::: TASK INPUTS :::

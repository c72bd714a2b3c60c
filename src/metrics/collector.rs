//! Metrics collection using Prometheus
//!
//! Counters and histograms describing how the tracker processed its
//! matchups. Attach a collector to a registry with
//! [`CompetitorRegistry::with_metrics`](crate::tracker::CompetitorRegistry::with_metrics).

use crate::types::RatingChange;
use anyhow::Result;
use prometheus::{
    Encoder, Histogram, HistogramOpts, IntCounter, IntCounterVec, IntGauge, Opts, Registry,
    TextEncoder,
};
use std::sync::Arc;
use std::time::{Duration, Instant};

/// Main metrics collector for the rating tracker
#[derive(Clone)]
pub struct MetricsCollector {
    /// Prometheus registry
    registry: Arc<Registry>,

    /// Matchup and competitor metrics
    tracker_metrics: TrackerMetrics,

    /// Performance metrics
    performance_metrics: PerformanceMetrics,
}

/// Matchup and competitor metrics
#[derive(Clone)]
pub struct TrackerMetrics {
    /// Matchups that produced rating changes
    pub matchups_processed_total: IntCounter,

    /// Matchups skipped, by reason
    pub matchups_skipped_total: IntCounterVec,

    /// Competitors registered on first appearance
    pub competitors_created_total: IntCounter,

    /// Competitors currently in the registry
    pub competitors: IntGauge,

    /// Size of individual rating changes
    pub rating_delta_abs: Histogram,
}

/// Performance metrics
#[derive(Clone)]
pub struct PerformanceMetrics {
    /// Time spent in the rating update for one matchup
    pub rating_calculation_duration: Histogram,
}

impl MetricsCollector {
    /// Create a new metrics collector with default registry
    pub fn new() -> Result<Self> {
        let registry = Arc::new(Registry::new());
        Self::with_registry(registry)
    }

    /// Create a new metrics collector with custom registry
    pub fn with_registry(registry: Arc<Registry>) -> Result<Self> {
        let tracker_metrics = TrackerMetrics::new(&registry)?;
        let performance_metrics = PerformanceMetrics::new(&registry)?;

        Ok(Self {
            registry,
            tracker_metrics,
            performance_metrics,
        })
    }

    /// Get the Prometheus registry
    pub fn registry(&self) -> Arc<Registry> {
        self.registry.clone()
    }

    pub fn tracker(&self) -> &TrackerMetrics {
        &self.tracker_metrics
    }

    pub fn performance(&self) -> &PerformanceMetrics {
        &self.performance_metrics
    }

    /// Record a processed matchup and the time its rating update took
    pub fn record_matchup(&self, changes: &[RatingChange], duration: Duration) {
        self.tracker_metrics.matchups_processed_total.inc();
        for change in changes {
            self.tracker_metrics
                .rating_delta_abs
                .observe(change.delta().abs());
        }

        self.performance_metrics
            .rating_calculation_duration
            .observe(duration.as_secs_f64());
    }

    /// Record a skipped matchup
    pub fn record_skipped_matchup(&self, reason: &str) {
        self.tracker_metrics
            .matchups_skipped_total
            .with_label_values(&[reason])
            .inc();
    }

    /// Record a newly registered competitor
    pub fn record_competitor_created(&self) {
        self.tracker_metrics.competitors_created_total.inc();
    }

    pub fn set_competitor_count(&self, count: usize) {
        self.tracker_metrics.competitors.set(count as i64);
    }

    /// Render all metrics in the Prometheus text exposition format
    pub fn gather_text(&self) -> Result<String> {
        let mut buffer = Vec::new();
        TextEncoder::new().encode(&self.registry.gather(), &mut buffer)?;
        Ok(String::from_utf8(buffer)?)
    }

    /// Create a timer for measuring operation duration
    pub fn start_timer(&self) -> MetricsTimer {
        MetricsTimer::new()
    }
}

impl std::fmt::Debug for MetricsCollector {
    fn fmt(&self, f: &mut std::fmt::Formatter<'_>) -> std::fmt::Result {
        f.debug_struct("MetricsCollector")
            .field(
                "matchups_processed",
                &self.tracker_metrics.matchups_processed_total.get(),
            )
            .field(
                "competitors_created",
                &self.tracker_metrics.competitors_created_total.get(),
            )
            .finish_non_exhaustive()
    }
}

/// Timer for measuring operation durations
pub struct MetricsTimer {
    start: Instant,
}

impl MetricsTimer {
    fn new() -> Self {
        Self {
            start: Instant::now(),
        }
    }

    /// Get the elapsed duration
    pub fn elapsed(&self) -> Duration {
        self.start.elapsed()
    }

    /// Stop the timer and return the duration
    pub fn stop(self) -> Duration {
        self.elapsed()
    }
}

impl TrackerMetrics {
    fn new(registry: &Registry) -> Result<Self> {
        let matchups_processed_total = IntCounter::new(
            "multielo_matchups_processed_total",
            "Total matchups that produced rating changes",
        )?;
        registry.register(Box::new(matchups_processed_total.clone()))?;

        let matchups_skipped_total = IntCounterVec::new(
            Opts::new(
                "multielo_matchups_skipped_total",
                "Total matchups skipped without rating changes",
            ),
            &["reason"],
        )?;
        registry.register(Box::new(matchups_skipped_total.clone()))?;

        let competitors_created_total = IntCounter::new(
            "multielo_competitors_created_total",
            "Total competitors registered",
        )?;
        registry.register(Box::new(competitors_created_total.clone()))?;

        let competitors = IntGauge::new("multielo_competitors", "Competitors in the registry")?;
        registry.register(Box::new(competitors.clone()))?;

        let rating_delta_abs = Histogram::with_opts(
            HistogramOpts::new(
                "multielo_rating_delta_abs",
                "Absolute rating change per competitor per matchup",
            )
            .buckets(vec![1.0, 2.5, 5.0, 10.0, 20.0, 40.0, 80.0, 160.0]),
        )?;
        registry.register(Box::new(rating_delta_abs.clone()))?;

        Ok(Self {
            matchups_processed_total,
            matchups_skipped_total,
            competitors_created_total,
            competitors,
            rating_delta_abs,
        })
    }
}

impl PerformanceMetrics {
    fn new(registry: &Registry) -> Result<Self> {
        let rating_calculation_duration = Histogram::with_opts(
            HistogramOpts::new(
                "multielo_rating_calculation_duration_seconds",
                "Rating update duration in seconds",
            )
            .buckets(vec![0.000001, 0.00001, 0.0001, 0.001, 0.01]),
        )?;
        registry.register(Box::new(rating_calculation_duration.clone()))?;

        Ok(Self {
            rating_calculation_duration,
        })
    }
}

:::

→ **EXERCISE GOAL**: From the records above, pull every line that has the string "TrackerMetrics" and copy it.

→ **EXERCISE RESPONSE**:
    tracker_metrics: TrackerMetrics,
pub struct TrackerMetrics {
        let tracker_metrics = TrackerMetrics::new(&registry)?;
    pub fn tracker(&self) -> &TrackerMetrics {
impl TrackerMetrics {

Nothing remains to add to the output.